Discussion in 'Spot Diagnosis' started by bb100, Apr 13, 2013.
what is this disease ?
Re: dermatologic cases
Pitryiasis versicolor (aka Tinea versicolor aka Dermatomycosis furfuracea aka Tinea flaveaaka Liver spots aka Chromophytosis) caused by M furfur.
Disclaimer: my initial impression ( Differentials ) was - Guttate psoriasis, Pityriasis rosea and Sec. syphylis ( rash of which can mimic P. rosea ), becos of the white scaly nature of the lesions( scales of P versicolor r generally a little more dusky )...but, although the image is not very sharp, i cud not discern any inflammation surrounding the lesions and so i went 4 P versicolor.
points in favor (in general while making a diagnosis) -
1) it's versicolor i.e areas of hyper and hypopigmentation, let's call it dyspigmentation. Hypopigmentation has been attributed to azaleic acid produced by Malassezia species which causes competitive inhibition of tyrosinase and perhaps a direct cytotoxic effect on melanocytes. The cause for hyperpigmentation is not clear ( electron microscope - shows large melanosomes in hyperpigmented lesions and a thicker keratin layer ).
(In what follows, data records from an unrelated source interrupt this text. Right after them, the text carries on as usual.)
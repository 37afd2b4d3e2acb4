//! The in-memory store and its unit-of-work session

use std::collections::HashMap;
use std::sync::Arc;

use async_trait::async_trait;
use tokio::sync::{Mutex, OwnedMutexGuard};

use core_kernel::{
    AuditAction, AuditRecord, CategoryId, FinanceAccountId, IssueId, JournalEntryId, StoreError,
    TransactionId,
};
use domain_finance::issue::{AccountingIssue, IssueReason, IssueStatus};
use domain_finance::mapping::MappingRule;
use domain_finance::ports::{FinanceSession, FinanceStore};
use domain_finance::transaction::FinancialTransaction;
use domain_ledger::entry::{EntrySource, JournalEntry};
use domain_ledger::ports::{LedgerSession, LedgerStore};

/// Constraint names reported on uniqueness violations
const JOURNAL_SOURCE_KEY: &str = "journal_entry_source_key";
const MAPPING_RULE_KEY: &str = "mapping_rule_key";

type RuleKey = (
    CategoryId,
    FinanceAccountId,
    Option<core_kernel::SupplierId>,
    Option<core_kernel::PropertyId>,
);

#[derive(Debug, Default, Clone)]
struct MemState {
    transactions: HashMap<TransactionId, FinancialTransaction>,
    entries: HashMap<JournalEntryId, JournalEntry>,
    entries_by_source: HashMap<TransactionId, JournalEntryId>,
    rules: HashMap<core_kernel::MappingRuleId, MappingRule>,
    issues: HashMap<IssueId, AccountingIssue>,
    audit: Vec<AuditRecord>,
}

impl MemState {
    fn rule_key(rule: &MappingRule) -> RuleKey {
        (
            rule.category_id,
            rule.account_id,
            rule.supplier_id,
            rule.property_id,
        )
    }
}

/// Shared in-memory store
///
/// Cheap to clone; all clones share the same state.
#[derive(Debug, Clone, Default)]
pub struct MemStore {
    state: Arc<Mutex<MemState>>,
}

impl MemStore {
    pub fn new() -> Self {
        Self::default()
    }

    /// Snapshot of the audit trail, for assertions
    pub async fn audit_log(&self) -> Vec<AuditRecord> {
        self.state.lock().await.audit.clone()
    }

    /// Number of audit records with the given action
    pub async fn audit_count(&self, action: AuditAction) -> usize {
        self.state
            .lock()
            .await
            .audit
            .iter()
            .filter(|r| r.action == action)
            .count()
    }

    /// Snapshot of all journal entries
    pub async fn journal_entries(&self) -> Vec<JournalEntry> {
        self.state.lock().await.entries.values().cloned().collect()
    }

    /// Snapshot of all accounting issues
    pub async fn issues(&self) -> Vec<AccountingIssue> {
        self.state.lock().await.issues.values().cloned().collect()
    }

    /// Snapshot of a transaction, for assertions
    pub async fn transaction(&self, id: TransactionId) -> Option<FinancialTransaction> {
        self.state.lock().await.transactions.get(&id).cloned()
    }

    async fn session(&self) -> MemSession {
        let guard = self.state.clone().lock_owned().await;
        let snapshot = guard.clone();
        MemSession {
            guard,
            snapshot,
            committed: false,
        }
    }
}

/// One serialized, atomic unit of work
///
/// Mutations apply to the live state under the lock; on drop without
/// commit, the pre-session snapshot is restored.
pub struct MemSession {
    guard: OwnedMutexGuard<MemState>,
    snapshot: MemState,
    committed: bool,
}

impl Drop for MemSession {
    fn drop(&mut self) {
        if !self.committed {
            *self.guard = std::mem::take(&mut self.snapshot);
        }
    }
}

#[async_trait]
impl LedgerSession for MemSession {
    async fn journal_entry(
        &mut self,
        id: JournalEntryId,
    ) -> Result<Option<JournalEntry>, StoreError> {
        Ok(self.guard.entries.get(&id).cloned())
    }

    async fn journal_entry_for_source(
        &mut self,
        source: TransactionId,
    ) -> Result<Option<JournalEntry>, StoreError> {
        Ok(self
            .guard
            .entries_by_source
            .get(&source)
            .and_then(|id| self.guard.entries.get(id))
            .cloned())
    }

    async fn insert_journal_entry(&mut self, entry: &JournalEntry) -> Result<(), StoreError> {
        if self.guard.entries.contains_key(&entry.id) {
            return Err(StoreError::unique("journal_entry_pkey"));
        }
        if let EntrySource::Financial(source) = entry.source {
            if self.guard.entries_by_source.contains_key(&source) {
                return Err(StoreError::unique(JOURNAL_SOURCE_KEY));
            }
            self.guard.entries_by_source.insert(source, entry.id);
        }
        self.guard.entries.insert(entry.id, entry.clone());
        Ok(())
    }

    async fn update_journal_entry(&mut self, entry: &JournalEntry) -> Result<(), StoreError> {
        if !self.guard.entries.contains_key(&entry.id) {
            return Err(StoreError::missing("JournalEntry", entry.id));
        }
        self.guard.entries.insert(entry.id, entry.clone());
        Ok(())
    }

    async fn append_audit(&mut self, record: AuditRecord) -> Result<(), StoreError> {
        self.guard.audit.push(record);
        Ok(())
    }

    async fn commit(mut self: Box<Self>) -> Result<(), StoreError> {
        self.committed = true;
        Ok(())
    }
}

#[async_trait]
impl FinanceSession for MemSession {
    async fn financial_transaction(
        &mut self,
        id: TransactionId,
    ) -> Result<Option<FinancialTransaction>, StoreError> {
        Ok(self.guard.transactions.get(&id).cloned())
    }

    async fn insert_financial_transaction(
        &mut self,
        transaction: &FinancialTransaction,
    ) -> Result<(), StoreError> {
        if self.guard.transactions.contains_key(&transaction.id) {
            return Err(StoreError::unique("financial_transaction_pkey"));
        }
        self.guard
            .transactions
            .insert(transaction.id, transaction.clone());
        Ok(())
    }

    async fn update_financial_transaction(
        &mut self,
        transaction: &FinancialTransaction,
    ) -> Result<(), StoreError> {
        if !self.guard.transactions.contains_key(&transaction.id) {
            return Err(StoreError::missing("FinancialTransaction", transaction.id));
        }
        self.guard
            .transactions
            .insert(transaction.id, transaction.clone());
        Ok(())
    }

    async fn mapping_rules(
        &mut self,
        category: CategoryId,
        account: FinanceAccountId,
    ) -> Result<Vec<MappingRule>, StoreError> {
        Ok(self
            .guard
            .rules
            .values()
            .filter(|r| r.category_id == category && r.account_id == account)
            .cloned()
            .collect())
    }

    async fn insert_mapping_rule(&mut self, rule: &MappingRule) -> Result<(), StoreError> {
        let key = MemState::rule_key(rule);
        if self
            .guard
            .rules
            .values()
            .any(|existing| MemState::rule_key(existing) == key)
        {
            return Err(StoreError::unique(MAPPING_RULE_KEY));
        }
        if self.guard.rules.contains_key(&rule.id) {
            return Err(StoreError::unique("mapping_rule_pkey"));
        }
        self.guard.rules.insert(rule.id, rule.clone());
        Ok(())
    }

    async fn open_issue_for(
        &mut self,
        transaction: TransactionId,
        reason: IssueReason,
    ) -> Result<Option<AccountingIssue>, StoreError> {
        Ok(self
            .guard
            .issues
            .values()
            .find(|i| {
                i.transaction_id == transaction
                    && i.reason == reason
                    && i.status == IssueStatus::Open
            })
            .cloned())
    }

    async fn issue(&mut self, id: IssueId) -> Result<Option<AccountingIssue>, StoreError> {
        Ok(self.guard.issues.get(&id).cloned())
    }

    async fn insert_issue(&mut self, issue: &AccountingIssue) -> Result<(), StoreError> {
        if self.guard.issues.contains_key(&issue.id) {
            return Err(StoreError::unique("accounting_issue_pkey"));
        }
        self.guard.issues.insert(issue.id, issue.clone());
        Ok(())
    }

    async fn update_issue(&mut self, issue: &AccountingIssue) -> Result<(), StoreError> {
        if !self.guard.issues.contains_key(&issue.id) {
            return Err(StoreError::missing("AccountingIssue", issue.id));
        }
        self.guard.issues.insert(issue.id, issue.clone());
        Ok(())
    }
}

#[async_trait]
impl LedgerStore for MemStore {
    async fn begin(&self) -> Result<Box<dyn LedgerSession>, StoreError> {
        Ok(Box::new(self.session().await))
    }
}

#[async_trait]
impl FinanceStore for MemStore {
    async fn begin(&self) -> Result<Box<dyn FinanceSession>, StoreError> {
        Ok(Box::new(self.session().await))
    }
}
2) hardly any inflammation
( the other differentials i.e Seborrhoeic dermatitis, Pityriasis rosea, and Tinea corporis will have some visible inflammation esp. for such wide involvement ).
additional evidence in the form of dusky-white scaling (under good light and magnification ) can be seen in P versicolor and it can be accentuated by scratching with a glass slide and helps to differentiate it from vitiligo and chloasma.
Who is vulnerable ?
The adolescent age group ( reasons same as acne ).
Additionally in the tropics the farm laborers or others who work for long hours under the punishing tropical sun and wear tight undershirt / vest are particularly prone ( mechanism is easy to guess )
there is another population that is vulnerable - if somebody presents with asthenia and has multiple dermatoses +/- oral candidasis +/- lymphadenopathy , then think of HIV.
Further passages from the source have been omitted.